→ What to produce
Below are the records; give the number of their lines that contain the word "struct" and nothing more.

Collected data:
※

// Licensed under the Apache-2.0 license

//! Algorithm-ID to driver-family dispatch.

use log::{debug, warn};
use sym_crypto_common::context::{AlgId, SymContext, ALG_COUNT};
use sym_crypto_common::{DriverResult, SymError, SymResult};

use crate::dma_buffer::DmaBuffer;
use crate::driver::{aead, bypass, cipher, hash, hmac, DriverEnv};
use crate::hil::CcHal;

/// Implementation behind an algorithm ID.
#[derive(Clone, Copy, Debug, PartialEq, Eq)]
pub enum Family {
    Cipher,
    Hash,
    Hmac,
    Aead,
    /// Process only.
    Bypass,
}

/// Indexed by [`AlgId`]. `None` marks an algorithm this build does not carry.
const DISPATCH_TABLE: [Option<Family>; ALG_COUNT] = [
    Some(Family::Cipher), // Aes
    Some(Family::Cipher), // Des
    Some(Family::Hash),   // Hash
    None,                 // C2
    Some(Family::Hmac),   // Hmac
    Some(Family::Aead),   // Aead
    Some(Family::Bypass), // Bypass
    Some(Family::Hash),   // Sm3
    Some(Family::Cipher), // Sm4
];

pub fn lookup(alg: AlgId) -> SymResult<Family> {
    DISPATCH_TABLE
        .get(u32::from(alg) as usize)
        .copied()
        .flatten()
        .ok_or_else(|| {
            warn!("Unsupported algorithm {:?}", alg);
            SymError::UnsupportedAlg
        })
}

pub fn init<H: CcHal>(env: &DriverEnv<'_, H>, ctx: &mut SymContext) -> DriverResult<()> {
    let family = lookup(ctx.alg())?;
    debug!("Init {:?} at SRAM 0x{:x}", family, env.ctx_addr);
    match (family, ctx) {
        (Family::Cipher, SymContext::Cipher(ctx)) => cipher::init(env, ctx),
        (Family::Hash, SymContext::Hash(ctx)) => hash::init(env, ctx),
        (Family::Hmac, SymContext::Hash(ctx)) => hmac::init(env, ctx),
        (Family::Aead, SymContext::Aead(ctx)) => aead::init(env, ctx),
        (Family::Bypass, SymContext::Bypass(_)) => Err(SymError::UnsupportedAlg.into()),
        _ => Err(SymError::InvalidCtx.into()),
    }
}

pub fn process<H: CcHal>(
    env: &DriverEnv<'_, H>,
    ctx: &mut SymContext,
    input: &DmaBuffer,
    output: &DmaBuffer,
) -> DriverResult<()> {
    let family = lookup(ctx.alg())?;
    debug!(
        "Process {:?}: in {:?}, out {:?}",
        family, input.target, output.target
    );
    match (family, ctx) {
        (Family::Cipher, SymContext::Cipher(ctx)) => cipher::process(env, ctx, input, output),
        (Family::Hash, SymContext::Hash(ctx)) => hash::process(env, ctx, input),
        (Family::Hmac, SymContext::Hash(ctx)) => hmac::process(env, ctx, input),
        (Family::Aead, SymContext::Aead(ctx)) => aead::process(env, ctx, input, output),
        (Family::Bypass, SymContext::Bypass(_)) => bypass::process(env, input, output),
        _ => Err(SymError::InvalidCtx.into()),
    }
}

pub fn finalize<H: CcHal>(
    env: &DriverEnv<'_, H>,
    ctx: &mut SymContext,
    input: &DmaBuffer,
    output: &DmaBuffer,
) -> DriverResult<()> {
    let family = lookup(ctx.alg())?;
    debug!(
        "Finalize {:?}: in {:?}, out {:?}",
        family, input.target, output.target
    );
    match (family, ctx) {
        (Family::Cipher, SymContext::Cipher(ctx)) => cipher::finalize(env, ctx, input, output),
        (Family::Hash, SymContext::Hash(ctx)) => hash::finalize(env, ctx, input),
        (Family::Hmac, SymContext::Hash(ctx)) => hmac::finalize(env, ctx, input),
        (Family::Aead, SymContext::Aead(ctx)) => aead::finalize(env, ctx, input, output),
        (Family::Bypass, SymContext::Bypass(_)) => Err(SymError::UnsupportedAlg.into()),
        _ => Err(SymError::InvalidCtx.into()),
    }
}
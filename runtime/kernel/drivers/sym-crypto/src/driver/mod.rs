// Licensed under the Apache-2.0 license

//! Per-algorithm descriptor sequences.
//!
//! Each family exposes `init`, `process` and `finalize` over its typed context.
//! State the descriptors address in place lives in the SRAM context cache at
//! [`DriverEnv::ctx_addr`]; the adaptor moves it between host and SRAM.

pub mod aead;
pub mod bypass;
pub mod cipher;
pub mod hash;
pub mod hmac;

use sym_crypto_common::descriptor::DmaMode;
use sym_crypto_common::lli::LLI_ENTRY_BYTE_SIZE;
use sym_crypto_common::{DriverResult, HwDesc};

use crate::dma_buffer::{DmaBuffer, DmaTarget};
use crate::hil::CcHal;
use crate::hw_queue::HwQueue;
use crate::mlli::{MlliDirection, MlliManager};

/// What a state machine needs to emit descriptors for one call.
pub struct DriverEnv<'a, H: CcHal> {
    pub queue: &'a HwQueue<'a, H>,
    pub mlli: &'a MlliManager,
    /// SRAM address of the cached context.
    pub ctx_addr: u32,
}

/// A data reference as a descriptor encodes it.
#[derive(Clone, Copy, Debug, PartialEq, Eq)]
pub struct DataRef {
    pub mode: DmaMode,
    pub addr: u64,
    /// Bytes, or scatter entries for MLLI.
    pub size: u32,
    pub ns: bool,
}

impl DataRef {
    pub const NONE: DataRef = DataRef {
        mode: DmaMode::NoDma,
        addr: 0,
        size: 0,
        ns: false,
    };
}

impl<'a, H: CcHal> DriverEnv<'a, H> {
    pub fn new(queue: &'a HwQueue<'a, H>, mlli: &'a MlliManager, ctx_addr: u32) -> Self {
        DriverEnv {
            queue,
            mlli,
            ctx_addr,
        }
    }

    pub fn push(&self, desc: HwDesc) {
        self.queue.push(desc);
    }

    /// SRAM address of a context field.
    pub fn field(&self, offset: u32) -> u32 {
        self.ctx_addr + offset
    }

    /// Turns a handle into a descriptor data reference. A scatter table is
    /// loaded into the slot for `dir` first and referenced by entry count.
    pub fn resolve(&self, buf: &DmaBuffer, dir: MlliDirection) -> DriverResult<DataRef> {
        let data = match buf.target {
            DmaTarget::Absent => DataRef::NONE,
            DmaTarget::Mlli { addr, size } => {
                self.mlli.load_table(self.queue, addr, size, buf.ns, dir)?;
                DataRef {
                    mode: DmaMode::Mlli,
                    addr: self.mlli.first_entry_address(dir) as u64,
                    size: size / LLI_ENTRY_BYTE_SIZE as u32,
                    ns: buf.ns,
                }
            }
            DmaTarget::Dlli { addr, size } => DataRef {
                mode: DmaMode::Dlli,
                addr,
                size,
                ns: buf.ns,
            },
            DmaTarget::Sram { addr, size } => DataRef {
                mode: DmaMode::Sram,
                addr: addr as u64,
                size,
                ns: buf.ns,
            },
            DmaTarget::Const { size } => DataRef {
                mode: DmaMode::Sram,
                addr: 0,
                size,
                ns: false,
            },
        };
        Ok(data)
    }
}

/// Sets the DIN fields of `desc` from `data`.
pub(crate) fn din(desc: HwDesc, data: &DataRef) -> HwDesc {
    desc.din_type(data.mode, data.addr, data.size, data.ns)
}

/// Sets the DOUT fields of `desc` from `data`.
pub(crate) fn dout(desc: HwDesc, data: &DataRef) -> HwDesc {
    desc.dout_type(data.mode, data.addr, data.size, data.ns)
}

※

→ Exercise solution
2